Walking back in time on King Street Bristol

Google Map

Distance: 1.8 km.

In King Street, we catch a glimpse of the 17th and 18th centuries. The street was built outside the old walled city, in 1650, by merchants who wanted to develop the town marsh and create a new residential area for themselves. The north side was developed first followed by the south side in 1663 when the street was named after Charles II. The cobblestone street has been preserved and the whole area is awash with architectural treasures spanning the centuries.

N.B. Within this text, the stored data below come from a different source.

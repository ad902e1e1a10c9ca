use rand::RngCore;
use serde::{Deserialize, Serialize};
use serde_json::Value;

use crate::crypto::{hash_blake3, Hash, PublicKey, SecretKey, Sig};
use crate::error::CoreError;
use crate::serialize;

/// Round count carried by payloads that were never stamped
pub const UNSTAMPED_ROUND_COUNT: i64 = -1;

/// Largest frame body the consensus engine socket accepts. Payloads and
/// transactions must encode to fewer bytes than this.
pub const MAX_READ_IN_BYTES: usize = 1 << 20;

fn check_size(what: &'static str, size: usize) -> Result<(), CoreError> {
    if size >= MAX_READ_IN_BYTES {
        return Err(CoreError::TooLarge {
            what,
            size,
            max: MAX_READ_IN_BYTES,
        });
    }
    Ok(())
}

/// One participant's contribution to a round.
///
/// `kind` names the payload type a round expects; `body` holds the value the
/// participants try to agree on. Two payloads are equal when their kind and
/// body match; sender, round count and id are ignored.
#[derive(Debug, Clone, Serialize, Deserialize)]
pub struct Payload {
    pub sender: String,
    pub round_count: i64,
    pub kind: String,
    pub id: String,
    pub body: Value,
}

impl Payload {
    pub fn new(sender: impl Into<String>, kind: impl Into<String>, body: Value) -> Self {
        Payload {
            sender: sender.into(),
            round_count: UNSTAMPED_ROUND_COUNT,
            kind: kind.into(),
            id: fresh_id(),
            body,
        }
    }

    /// Copy of this payload stamped with `round_count`
    pub fn with_round_count(&self, round_count: i64) -> Self {
        Payload {
            round_count,
            ..self.clone()
        }
    }

    /// Copy of this payload with a fresh unique id
    pub fn with_new_id(&self) -> Self {
        Payload {
            id: fresh_id(),
            ..self.clone()
        }
    }

    /// The value compared when counting votes
    pub fn values(&self) -> &Value {
        &self.body
    }

    /// Stable string form of [`Payload::values`], usable as a map key
    pub fn vote_key(&self) -> String {
        self.body.to_string()
    }

    /// Canonical JSON bytes, rejected when they cannot fit in a frame
    pub fn encode(&self) -> Result<Vec<u8>, CoreError> {
        let bytes = serialize::to_json_bytes(self)?;
        check_size("payload", bytes.len())?;
        Ok(bytes)
    }
}

impl PartialEq for Payload {
    fn eq(&self, other: &Self) -> bool {
        self.kind == other.kind && self.body == other.body
    }
}

impl Eq for Payload {}

fn fresh_id() -> String {
    let mut bytes = [0u8; 16];
    rand::thread_rng().fill_bytes(&mut bytes);
    hex::encode(bytes)
}

/// A payload signed by its sender
#[derive(Debug, Clone, PartialEq, Eq, Serialize, Deserialize)]
pub struct Transaction {
    pub payload: Payload,
    pub signature: Sig,
}

impl Transaction {
    /// Sign `payload` with the sender's key
    pub fn sign(payload: Payload, secret_key: &SecretKey) -> Result<Self, CoreError> {
        let bytes = payload.encode()?;
        let signature = secret_key.sign(&bytes);
        Ok(Transaction { payload, signature })
    }

    /// Bytes covered by the signature
    pub fn signing_bytes(&self) -> Result<Vec<u8>, CoreError> {
        serialize::to_json_bytes(&self.payload)
    }

    /// Verify that the payload was signed by its declared sender
    pub fn verify(&self) -> Result<(), CoreError> {
        let sender = PublicKey::from_address(&self.payload.sender)?;
        sender.verify(&self.signing_bytes()?, &self.signature)
    }

    pub fn encode(&self) -> Result<Vec<u8>, CoreError> {
        let bytes = serialize::to_json_bytes(self)?;
        check_size("transaction", bytes.len())?;
        Ok(bytes)
    }

    pub fn decode(bytes: &[u8]) -> Result<Self, CoreError> {
        serialize::from_json_bytes(bytes)
    }

    pub fn hash(&self) -> Result<Hash, CoreError> {
        Ok(hash_blake3(&self.encode()?))
    }
}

Here, in 1554, the Society of Merchant Venturers founded the pink-washed residential Almshouses to accommodate sixteen old seamen. The property was enlarged in 1696, thanks to the generosity of Edward Colston. Read the poem on the wall in the centre of the building. On the sidewall of the house is the Coat of Arms of the Society of Merchant Venturers, with the date 1699. Associations have been drawn between one of these old sailors’ stories of hidden treasure and the Spanish Main and Edgar Allan Poe’s own story, ‘The Gold Bug’.

Next door is the Old Library, built-in 1740, now a popular eatery serving Asian cuisine. The site was originally occupied by a house donated to the city in 1624 by Robert Redwood. The original was replaced by the one you see today, designed by James Paty, and has been used by writers and poets such as Southey and Coleridge. This building was superseded by the then-new Municipal Central Library in Deanery Road, erected in 1906.